EXERCISE OBJECTIVE: All lines of the entries with "request" in them must be listed.

Stored items:
——

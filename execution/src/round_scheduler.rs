//! Phase timing for a chat round.
//!
//! This module answers "is a transition due?" and "when does the next phase
//! end?" without touching any round data, so the rules can be tested in
//! isolation from the state they drive.
//!
//! ## Phases
//!
//! 1. **Betting** - bets accepted until `betting_ends_at`
//! 2. **Processing** - window closed, cards are drawn on the next tick
//! 3. **Revealing** - result visible, held for `reveal_ms`
//! 4. **Finished** - round settled and recorded, held for `cooldown_ms`
//! 5. **Idle** - no round; a start request opens a new one
//!
//! All times are milliseconds from the engine [`Clock`](crate::Clock).

use punto_types::GameState;

use crate::config::ConfigError;

/// Phase durations in milliseconds.
#[derive(Clone, Copy, Debug, PartialEq, Eq)]
pub struct PhaseConfig {
    /// How long bets are accepted after a start.
    pub betting_ms: u64,
    /// How long a dealt result is shown before the round finishes.
    pub reveal_ms: u64,
    /// How long a finished round stays visible before the chat goes idle.
    pub cooldown_ms: u64,
}

impl Default for PhaseConfig {
    fn default() -> Self {
        Self {
            betting_ms: 30_000,
            reveal_ms: 5_000,
            cooldown_ms: 10_000,
        }
    }
}

impl PhaseConfig {
    pub fn new(betting_ms: u64, reveal_ms: u64, cooldown_ms: u64) -> Self {
        Self {
            betting_ms,
            reveal_ms,
            cooldown_ms,
        }
    }

    /// All durations must be > 0.
    pub fn validate(&self) -> Result<(), ConfigError> {
        if self.betting_ms == 0 {
            return Err(ConfigError::ZeroDuration { field: "betting_ms" });
        }
        if self.reveal_ms == 0 {
            return Err(ConfigError::ZeroDuration { field: "reveal_ms" });
        }
        if self.cooldown_ms == 0 {
            return Err(ConfigError::ZeroDuration {
                field: "cooldown_ms",
            });
        }
        Ok(())
    }

    /// Duration of a phase; Processing lasts until the next tick.
    pub fn duration_for_phase(&self, phase: GameState) -> u64 {
        match phase {
            GameState::Betting => self.betting_ms,
            GameState::Processing => 0,
            GameState::Revealing => self.reveal_ms,
            GameState::Finished => self.cooldown_ms,
            GameState::Idle => 0,
        }
    }
}

/// Result of a phase transition check.
#[derive(Clone, Copy, Debug, PartialEq, Eq)]
pub enum TransitionResult {
    NoTransition,
    TransitionTo {
        phase: GameState,
        phase_ends_at_ms: u64,
    },
}

/// Pure timing rules for the round lifecycle.
#[derive(Clone, Debug)]
pub struct RoundScheduler {
    config: PhaseConfig,
}

impl RoundScheduler {
    pub fn new(config: PhaseConfig) -> Self {
        Self { config }
    }

    pub fn config(&self) -> &PhaseConfig {
        &self.config
    }

    /// Phase that follows `phase` on a timed transition.
    ///
    /// Idle has no successor: only a start request leaves it.
    pub fn next_phase(phase: GameState) -> Option<GameState> {
        match phase {
            GameState::Betting => Some(GameState::Processing),
            GameState::Processing => Some(GameState::Revealing),
            GameState::Revealing => Some(GameState::Finished),
            GameState::Finished => Some(GameState::Idle),
            GameState::Idle => None,
        }
    }

    /// Check whether the timer for `current_phase` has run out.
    pub fn check_transition(
        &self,
        current_phase: GameState,
        phase_ends_at_ms: u64,
        now_ms: u64,
    ) -> TransitionResult {
        if now_ms < phase_ends_at_ms {
            return TransitionResult::NoTransition;
        }
        let Some(next_phase) = Self::next_phase(current_phase) else {
            return TransitionResult::NoTransition;
        };
        let next_duration = self.config.duration_for_phase(next_phase);
        TransitionResult::TransitionTo {
            phase: next_phase,
            phase_ends_at_ms: now_ms.saturating_add(next_duration),
        }
    }

    pub fn betting_phase_end_time(&self, start_time_ms: u64) -> u64 {
        start_time_ms.saturating_add(self.config.betting_ms)
    }

    /// Bets are accepted strictly before the window end.
    pub fn is_betting_open(&self, current_phase: GameState, betting_ends_at_ms: u64, now_ms: u64) -> bool {
        matches!(current_phase, GameState::Betting) && now_ms < betting_ends_at_ms
    }

    pub fn can_start_new_round(&self, current_phase: GameState) -> bool {
        !current_phase.is_live()
    }
}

——

EXERCISE SOLUTION:
//! 5. **Idle** - no round; a start request opens a new one
    /// Idle has no successor: only a start request leaves it.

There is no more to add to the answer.